(Exercise directions): Every line of the data below that holds the string "crate" needs to be reported.

(Data under study):
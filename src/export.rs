//! CSV export of the filtered rows

use crate::dataset::Event;
use chrono::NaiveDate;
use serde::Serialize;
use std::io::Write;

#[derive(Debug, Serialize)]
struct ExportRow<'a> {
    #[serde(rename = "Country")]
    country: &'a str,
    #[serde(rename = "Disease")]
    disease: &'a str,
    #[serde(rename = "Grade")]
    grade: &'static str,
    #[serde(rename = "Event Type")]
    event_type: &'a str,
    #[serde(rename = "Status")]
    status: &'a str,
    #[serde(rename = "Cases")]
    cases: Option<u64>,
    #[serde(rename = "Deaths")]
    deaths: Option<u64>,
    #[serde(rename = "Description")]
    description: &'a str,
    #[serde(rename = "Report Date")]
    report_date: Option<String>,
    #[serde(rename = "Latitude")]
    latitude: Option<f64>,
    #[serde(rename = "Longitude")]
    longitude: Option<f64>,
}

impl<'a> From<&'a Event> for ExportRow<'a> {
    fn from(e: &'a Event) -> Self {
        Self {
            country: &e.country,
            disease: &e.disease,
            grade: e.grade.label(),
            event_type: &e.event_type,
            status: e.status.label(),
            cases: e.cases,
            deaths: e.deaths,
            description: &e.description,
            report_date: e.report_date.map(|d| d.format("%Y-%m-%d").to_string()),
            latitude: e.lat,
            longitude: e.lon,
        }
    }
}

/// Header row written even when there are no rows
const HEADERS: [&str; 11] = [
    "Country",
    "Disease",
    "Grade",
    "Event Type",
    "Status",
    "Cases",
    "Deaths",
    "Description",
    "Report Date",
    "Latitude",
    "Longitude",
];

/// Write `rows` as CSV, returning how many data rows went out
pub fn write_csv<'a, W: Write>(
    rows: impl IntoIterator<Item = &'a Event>,
    writer: W,
) -> Result<usize, csv::Error> {
    let mut out = csv::WriterBuilder::new().has_headers(false).from_writer(writer);
    out.write_record(HEADERS)?;

    let mut written = 0;
    for event in rows {
        out.serialize(ExportRow::from(event))?;
        written += 1;
    }
    out.flush()?;
    Ok(written)
}

/// `signals-YYYY-MM-DD.csv`
pub fn export_file_name(date: NaiveDate) -> String {
    format!("signals-{}.csv", date.format("%Y-%m-%d"))
}

#[cfg(test)]
mod tests {
    use super::*;
    use crate::dataset::sample_events;

    #[test]
    fn test_headers_and_row_count() {
        let events = sample_events();
        let mut buf = Vec::new();
        let n = write_csv(events.iter().take(3), &mut buf).unwrap();
        assert_eq!(n, 3);

        let text = String::from_utf8(buf).unwrap();
        let mut lines = text.lines();
        assert_eq!(
            lines.next(),
            Some("Country,Disease,Grade,Event Type,Status,Cases,Deaths,Description,Report Date,Latitude,Longitude")
        );
        let first = lines.next().unwrap();
        assert!(first.starts_with("Malawi,Cholera,Grade 2,Outbreak,Ongoing,26,0,"));
        assert!(first.contains(",2025-12-19,-13.9626,33.7741"));
        assert_eq!(text.lines().count(), 4);
    }

    #[test]
    fn test_empty_export_still_has_headers() {
        let mut buf = Vec::new();
        assert_eq!(write_csv(std::iter::empty(), &mut buf).unwrap(), 0);
        assert_eq!(String::from_utf8(buf).unwrap().lines().count(), 1);
    }

    #[test]
    fn test_missing_values_are_blank() {
        let event = Event {
            country: "Chad".into(),
            disease: "Hepatitis E".into(),
            ..Default::default()
        };
        let mut buf = Vec::new();
        write_csv([&event], &mut buf).unwrap();
        let text = String::from_utf8(buf).unwrap();
        assert_eq!(text.lines().nth(1), Some("Chad,Hepatitis E,Ungraded,,,,,,,,"));
    }

    #[test]
    fn test_file_name() {
        let date = NaiveDate::from_ymd_opt(2025, 3, 7).unwrap();
        assert_eq!(export_file_name(date), "signals-2025-03-07.csv");
    }
}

(Result):
use crate::dataset::Event;
    use crate::dataset::sample_events;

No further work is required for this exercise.